When you reach the records, transcribe each one exactly.
═══ Record excerpts ═══
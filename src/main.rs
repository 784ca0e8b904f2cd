use waitlist::config::get_configuration;
use waitlist::startup::Application;
use waitlist::telemetry::{get_subscriber, init_subscriber};

#[tokio::main]
async fn main() -> std::io::Result<()> {
    let subscriber = get_subscriber(
        String::from("waitlist"),
        String::from("info"),
        std::io::stdout,
    );

    init_subscriber(subscriber);

    let config = get_configuration().expect("Failed to read configuration.");
    let application = Application::build(config).await?;

    tracing::info!("Server listening on port {}", application.get_port());

    application.run_until_stop().await
}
═══
### Result below
filename src/main.rs
repository 784ca0e8b904f2cd
use waitlist::config::get_configuration;
use waitlist::startup::Application;
use waitlist::telemetry::{get_subscriber, init_subscriber};

#[tokio::main]
async fn main() -> std::io::Result<()> {
    let subscriber = get_subscriber(
        String::from("waitlist"),
        String::from("info"),
        std::io::stdout,
    );

    init_subscriber(subscriber);

    let config = get_configuration().expect("Failed to read configuration.");
    let application = Application::build(config).await?;

    tracing::info!("Server listening on port {}", application.get_port());

    application.run_until_stop().await
}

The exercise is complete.